▶ _WORK ORDER_: Search the records for "ReconciliationReport". Copy every line where it appears.

▶ _ENTRIES SHOWN_:
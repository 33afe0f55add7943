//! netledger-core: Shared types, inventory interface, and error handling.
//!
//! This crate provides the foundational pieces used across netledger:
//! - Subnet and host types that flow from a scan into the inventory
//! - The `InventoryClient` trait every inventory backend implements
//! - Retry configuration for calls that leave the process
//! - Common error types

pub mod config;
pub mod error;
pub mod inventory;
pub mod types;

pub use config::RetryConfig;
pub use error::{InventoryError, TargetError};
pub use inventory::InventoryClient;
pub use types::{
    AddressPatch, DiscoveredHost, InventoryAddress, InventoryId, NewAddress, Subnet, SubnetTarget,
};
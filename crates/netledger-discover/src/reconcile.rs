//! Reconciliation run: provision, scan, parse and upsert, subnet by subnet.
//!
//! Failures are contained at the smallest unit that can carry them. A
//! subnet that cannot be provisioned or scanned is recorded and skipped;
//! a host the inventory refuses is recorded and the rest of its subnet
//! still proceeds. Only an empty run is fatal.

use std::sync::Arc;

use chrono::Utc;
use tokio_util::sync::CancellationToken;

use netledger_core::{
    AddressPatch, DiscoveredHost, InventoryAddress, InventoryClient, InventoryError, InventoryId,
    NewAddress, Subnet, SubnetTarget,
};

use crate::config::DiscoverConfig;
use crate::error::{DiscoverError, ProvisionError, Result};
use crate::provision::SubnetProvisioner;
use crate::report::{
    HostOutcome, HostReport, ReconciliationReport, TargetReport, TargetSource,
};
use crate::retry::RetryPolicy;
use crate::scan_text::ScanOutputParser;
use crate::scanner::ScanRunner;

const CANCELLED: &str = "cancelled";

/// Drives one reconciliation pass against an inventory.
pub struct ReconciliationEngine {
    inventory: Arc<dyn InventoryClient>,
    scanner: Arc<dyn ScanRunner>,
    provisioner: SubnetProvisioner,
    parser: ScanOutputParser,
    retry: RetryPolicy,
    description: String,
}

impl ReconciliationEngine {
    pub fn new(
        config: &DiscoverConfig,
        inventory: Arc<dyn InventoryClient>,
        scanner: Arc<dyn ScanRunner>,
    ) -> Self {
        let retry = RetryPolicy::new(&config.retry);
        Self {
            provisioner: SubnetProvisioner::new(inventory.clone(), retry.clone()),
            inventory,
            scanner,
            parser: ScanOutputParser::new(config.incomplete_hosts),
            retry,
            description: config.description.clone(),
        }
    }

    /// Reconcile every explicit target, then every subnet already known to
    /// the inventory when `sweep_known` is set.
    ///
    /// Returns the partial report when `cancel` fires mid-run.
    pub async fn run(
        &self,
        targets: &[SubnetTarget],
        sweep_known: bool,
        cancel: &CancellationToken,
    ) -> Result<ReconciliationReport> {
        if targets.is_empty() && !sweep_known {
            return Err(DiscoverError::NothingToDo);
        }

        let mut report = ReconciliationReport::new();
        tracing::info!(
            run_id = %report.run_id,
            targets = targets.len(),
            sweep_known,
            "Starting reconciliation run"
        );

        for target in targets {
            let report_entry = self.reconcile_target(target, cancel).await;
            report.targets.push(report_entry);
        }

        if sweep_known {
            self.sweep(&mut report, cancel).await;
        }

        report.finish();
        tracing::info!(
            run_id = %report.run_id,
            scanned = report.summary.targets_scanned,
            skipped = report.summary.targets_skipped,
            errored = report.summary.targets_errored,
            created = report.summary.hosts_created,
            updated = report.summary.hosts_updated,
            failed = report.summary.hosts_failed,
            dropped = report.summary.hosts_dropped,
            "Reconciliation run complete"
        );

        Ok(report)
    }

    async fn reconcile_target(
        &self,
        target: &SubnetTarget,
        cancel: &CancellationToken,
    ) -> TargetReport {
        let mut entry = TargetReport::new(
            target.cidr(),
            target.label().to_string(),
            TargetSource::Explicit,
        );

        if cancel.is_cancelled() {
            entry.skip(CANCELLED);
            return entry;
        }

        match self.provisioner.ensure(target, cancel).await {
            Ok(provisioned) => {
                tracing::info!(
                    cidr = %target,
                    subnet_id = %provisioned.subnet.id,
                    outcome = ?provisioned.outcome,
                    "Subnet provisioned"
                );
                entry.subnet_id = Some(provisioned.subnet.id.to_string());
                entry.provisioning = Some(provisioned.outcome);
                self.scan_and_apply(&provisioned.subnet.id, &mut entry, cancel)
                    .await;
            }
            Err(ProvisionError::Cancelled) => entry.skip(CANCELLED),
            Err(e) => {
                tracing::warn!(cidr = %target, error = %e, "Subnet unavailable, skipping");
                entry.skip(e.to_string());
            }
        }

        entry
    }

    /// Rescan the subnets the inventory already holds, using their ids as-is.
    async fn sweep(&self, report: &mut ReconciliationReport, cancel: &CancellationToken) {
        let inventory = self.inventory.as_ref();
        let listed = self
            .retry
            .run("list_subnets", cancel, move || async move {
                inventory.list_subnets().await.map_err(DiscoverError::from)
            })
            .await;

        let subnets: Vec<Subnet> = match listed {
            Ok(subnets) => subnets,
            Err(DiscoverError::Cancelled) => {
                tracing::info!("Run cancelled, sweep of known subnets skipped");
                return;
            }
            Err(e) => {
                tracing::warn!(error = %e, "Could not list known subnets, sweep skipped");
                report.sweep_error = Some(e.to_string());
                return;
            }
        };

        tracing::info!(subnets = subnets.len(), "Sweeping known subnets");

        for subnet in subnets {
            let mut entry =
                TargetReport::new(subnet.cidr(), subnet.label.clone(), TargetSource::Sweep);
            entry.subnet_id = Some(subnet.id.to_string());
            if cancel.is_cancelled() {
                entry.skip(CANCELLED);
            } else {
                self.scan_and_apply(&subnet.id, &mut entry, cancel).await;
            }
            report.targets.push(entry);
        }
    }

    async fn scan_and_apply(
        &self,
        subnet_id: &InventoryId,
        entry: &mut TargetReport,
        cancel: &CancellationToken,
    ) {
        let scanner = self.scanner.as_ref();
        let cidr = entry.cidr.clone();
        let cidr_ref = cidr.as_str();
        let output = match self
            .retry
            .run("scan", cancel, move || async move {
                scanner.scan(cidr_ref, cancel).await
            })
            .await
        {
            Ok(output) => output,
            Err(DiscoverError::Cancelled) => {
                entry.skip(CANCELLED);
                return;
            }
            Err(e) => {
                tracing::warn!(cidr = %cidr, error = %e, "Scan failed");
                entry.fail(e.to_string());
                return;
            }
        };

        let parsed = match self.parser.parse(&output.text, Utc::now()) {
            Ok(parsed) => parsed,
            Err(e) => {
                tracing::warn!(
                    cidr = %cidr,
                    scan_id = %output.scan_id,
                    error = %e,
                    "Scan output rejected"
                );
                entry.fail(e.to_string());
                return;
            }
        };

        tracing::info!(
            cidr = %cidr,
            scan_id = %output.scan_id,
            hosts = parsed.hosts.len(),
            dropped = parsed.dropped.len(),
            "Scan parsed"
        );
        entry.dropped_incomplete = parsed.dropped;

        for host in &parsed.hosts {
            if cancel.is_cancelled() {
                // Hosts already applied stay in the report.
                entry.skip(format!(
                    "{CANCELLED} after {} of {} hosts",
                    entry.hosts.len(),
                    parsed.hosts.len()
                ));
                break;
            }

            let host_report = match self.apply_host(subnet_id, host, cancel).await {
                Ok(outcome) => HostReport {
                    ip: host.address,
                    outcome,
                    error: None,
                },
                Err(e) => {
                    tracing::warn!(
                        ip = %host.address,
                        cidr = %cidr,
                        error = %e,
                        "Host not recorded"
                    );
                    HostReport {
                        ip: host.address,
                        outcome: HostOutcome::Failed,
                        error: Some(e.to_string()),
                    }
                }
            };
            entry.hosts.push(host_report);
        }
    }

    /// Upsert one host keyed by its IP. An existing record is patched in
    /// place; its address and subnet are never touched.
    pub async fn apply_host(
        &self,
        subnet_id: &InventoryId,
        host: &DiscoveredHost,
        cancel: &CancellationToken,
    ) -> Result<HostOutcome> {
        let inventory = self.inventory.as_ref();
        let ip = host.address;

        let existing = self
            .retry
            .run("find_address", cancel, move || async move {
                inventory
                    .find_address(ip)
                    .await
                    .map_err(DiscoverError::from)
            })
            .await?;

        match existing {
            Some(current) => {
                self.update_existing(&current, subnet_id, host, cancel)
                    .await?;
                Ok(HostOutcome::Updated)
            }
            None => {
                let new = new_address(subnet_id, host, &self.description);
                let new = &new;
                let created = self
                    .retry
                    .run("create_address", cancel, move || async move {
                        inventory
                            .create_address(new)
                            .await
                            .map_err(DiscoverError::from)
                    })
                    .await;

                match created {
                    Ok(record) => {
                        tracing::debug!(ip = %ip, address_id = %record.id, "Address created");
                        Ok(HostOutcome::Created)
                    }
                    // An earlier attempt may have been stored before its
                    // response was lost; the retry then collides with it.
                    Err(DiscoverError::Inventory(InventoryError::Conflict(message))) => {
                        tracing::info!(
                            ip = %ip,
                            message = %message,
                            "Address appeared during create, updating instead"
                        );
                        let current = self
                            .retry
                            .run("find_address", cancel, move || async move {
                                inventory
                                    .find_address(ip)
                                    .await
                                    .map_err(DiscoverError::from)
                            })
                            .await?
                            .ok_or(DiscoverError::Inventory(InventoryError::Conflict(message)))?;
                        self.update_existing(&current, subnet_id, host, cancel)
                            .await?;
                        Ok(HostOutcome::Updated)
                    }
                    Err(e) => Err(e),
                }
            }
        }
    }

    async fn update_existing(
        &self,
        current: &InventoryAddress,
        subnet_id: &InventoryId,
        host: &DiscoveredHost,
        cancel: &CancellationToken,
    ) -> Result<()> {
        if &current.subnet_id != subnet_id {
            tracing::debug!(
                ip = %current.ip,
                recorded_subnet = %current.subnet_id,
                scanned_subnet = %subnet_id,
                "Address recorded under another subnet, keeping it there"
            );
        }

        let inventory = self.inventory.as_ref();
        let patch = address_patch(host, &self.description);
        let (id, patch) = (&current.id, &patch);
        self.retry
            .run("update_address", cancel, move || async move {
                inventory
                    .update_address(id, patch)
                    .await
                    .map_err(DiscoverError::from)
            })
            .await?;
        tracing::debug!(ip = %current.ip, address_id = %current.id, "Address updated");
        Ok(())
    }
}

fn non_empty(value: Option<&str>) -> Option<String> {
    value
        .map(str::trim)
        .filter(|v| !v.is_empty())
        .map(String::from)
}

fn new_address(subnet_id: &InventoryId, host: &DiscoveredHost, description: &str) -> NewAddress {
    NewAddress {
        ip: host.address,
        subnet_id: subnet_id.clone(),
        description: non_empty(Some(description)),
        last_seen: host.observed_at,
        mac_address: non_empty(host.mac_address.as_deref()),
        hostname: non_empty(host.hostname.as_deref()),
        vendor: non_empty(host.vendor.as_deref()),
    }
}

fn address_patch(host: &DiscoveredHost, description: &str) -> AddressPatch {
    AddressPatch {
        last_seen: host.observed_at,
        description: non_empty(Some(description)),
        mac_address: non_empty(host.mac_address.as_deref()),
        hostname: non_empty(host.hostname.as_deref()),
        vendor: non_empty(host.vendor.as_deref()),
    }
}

==

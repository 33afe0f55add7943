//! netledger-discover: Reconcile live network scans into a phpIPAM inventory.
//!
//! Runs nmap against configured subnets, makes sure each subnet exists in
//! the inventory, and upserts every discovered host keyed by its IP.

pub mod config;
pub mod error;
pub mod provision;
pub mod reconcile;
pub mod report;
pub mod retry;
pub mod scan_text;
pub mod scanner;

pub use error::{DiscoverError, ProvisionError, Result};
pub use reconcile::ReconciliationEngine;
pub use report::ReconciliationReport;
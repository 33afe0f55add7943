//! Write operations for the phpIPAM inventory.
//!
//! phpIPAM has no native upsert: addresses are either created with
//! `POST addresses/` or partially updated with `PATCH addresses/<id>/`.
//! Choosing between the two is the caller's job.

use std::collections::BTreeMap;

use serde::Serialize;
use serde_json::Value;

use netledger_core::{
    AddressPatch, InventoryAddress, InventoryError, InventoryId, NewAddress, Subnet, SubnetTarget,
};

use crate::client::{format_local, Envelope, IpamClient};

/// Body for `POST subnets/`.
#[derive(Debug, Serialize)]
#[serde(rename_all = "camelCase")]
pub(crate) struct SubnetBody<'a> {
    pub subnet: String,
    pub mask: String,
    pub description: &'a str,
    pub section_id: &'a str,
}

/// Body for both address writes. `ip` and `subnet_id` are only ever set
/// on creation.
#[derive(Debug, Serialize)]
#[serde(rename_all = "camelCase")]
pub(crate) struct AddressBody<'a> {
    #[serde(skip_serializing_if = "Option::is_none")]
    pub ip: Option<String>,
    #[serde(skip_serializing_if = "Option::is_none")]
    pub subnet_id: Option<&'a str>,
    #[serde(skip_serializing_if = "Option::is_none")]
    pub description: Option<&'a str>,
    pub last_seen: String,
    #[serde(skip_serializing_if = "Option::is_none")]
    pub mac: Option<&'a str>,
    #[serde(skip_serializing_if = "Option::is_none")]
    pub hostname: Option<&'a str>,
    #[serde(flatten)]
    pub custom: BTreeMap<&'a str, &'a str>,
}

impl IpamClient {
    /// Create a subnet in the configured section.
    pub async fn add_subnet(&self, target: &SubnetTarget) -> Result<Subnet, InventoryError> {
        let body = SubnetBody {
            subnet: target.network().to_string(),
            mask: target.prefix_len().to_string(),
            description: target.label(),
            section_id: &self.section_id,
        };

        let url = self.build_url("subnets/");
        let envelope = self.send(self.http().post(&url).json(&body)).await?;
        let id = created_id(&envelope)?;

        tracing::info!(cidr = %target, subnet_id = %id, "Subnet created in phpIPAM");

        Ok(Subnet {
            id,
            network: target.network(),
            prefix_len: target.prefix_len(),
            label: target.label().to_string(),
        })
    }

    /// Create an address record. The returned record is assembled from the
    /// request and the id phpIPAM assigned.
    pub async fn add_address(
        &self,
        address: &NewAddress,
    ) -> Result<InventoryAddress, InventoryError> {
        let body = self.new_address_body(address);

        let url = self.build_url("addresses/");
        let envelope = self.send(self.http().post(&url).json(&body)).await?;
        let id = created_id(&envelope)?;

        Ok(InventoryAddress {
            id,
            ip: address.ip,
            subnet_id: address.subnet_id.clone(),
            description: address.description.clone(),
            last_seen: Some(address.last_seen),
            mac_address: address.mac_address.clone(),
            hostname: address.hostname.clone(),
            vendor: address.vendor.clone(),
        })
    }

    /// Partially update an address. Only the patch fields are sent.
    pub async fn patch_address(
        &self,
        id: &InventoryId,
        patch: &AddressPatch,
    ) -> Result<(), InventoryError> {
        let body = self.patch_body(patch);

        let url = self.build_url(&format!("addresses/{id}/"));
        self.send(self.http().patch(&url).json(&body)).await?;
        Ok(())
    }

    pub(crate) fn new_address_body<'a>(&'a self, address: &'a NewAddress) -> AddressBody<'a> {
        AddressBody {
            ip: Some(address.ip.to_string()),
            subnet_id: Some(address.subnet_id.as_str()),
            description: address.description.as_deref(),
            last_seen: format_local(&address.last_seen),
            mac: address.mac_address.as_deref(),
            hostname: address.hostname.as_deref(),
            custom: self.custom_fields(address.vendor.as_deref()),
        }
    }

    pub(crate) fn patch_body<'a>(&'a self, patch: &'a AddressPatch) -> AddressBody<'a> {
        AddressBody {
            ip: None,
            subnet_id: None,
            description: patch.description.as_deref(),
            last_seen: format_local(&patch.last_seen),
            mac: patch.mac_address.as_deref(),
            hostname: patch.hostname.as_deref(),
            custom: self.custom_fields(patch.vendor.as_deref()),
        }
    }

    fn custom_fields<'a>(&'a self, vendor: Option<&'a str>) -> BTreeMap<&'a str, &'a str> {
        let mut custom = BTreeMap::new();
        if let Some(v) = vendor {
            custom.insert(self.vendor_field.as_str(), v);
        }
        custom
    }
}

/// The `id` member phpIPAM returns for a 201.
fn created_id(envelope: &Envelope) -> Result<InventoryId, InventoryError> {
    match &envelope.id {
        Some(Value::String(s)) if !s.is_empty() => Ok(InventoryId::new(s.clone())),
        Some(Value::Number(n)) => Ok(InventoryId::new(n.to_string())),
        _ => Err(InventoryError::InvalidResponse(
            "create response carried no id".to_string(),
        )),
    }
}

▶ _OUTPUT FOR THIS EXERCISE_:
    HostOutcome, HostReport, ReconciliationReport, TargetReport, TargetSource,
    ) -> Result<ReconciliationReport> {
        let mut report = ReconciliationReport::new();
    async fn sweep(&self, report: &mut ReconciliationReport, cancel: &CancellationToken) {
pub use report::ReconciliationReport;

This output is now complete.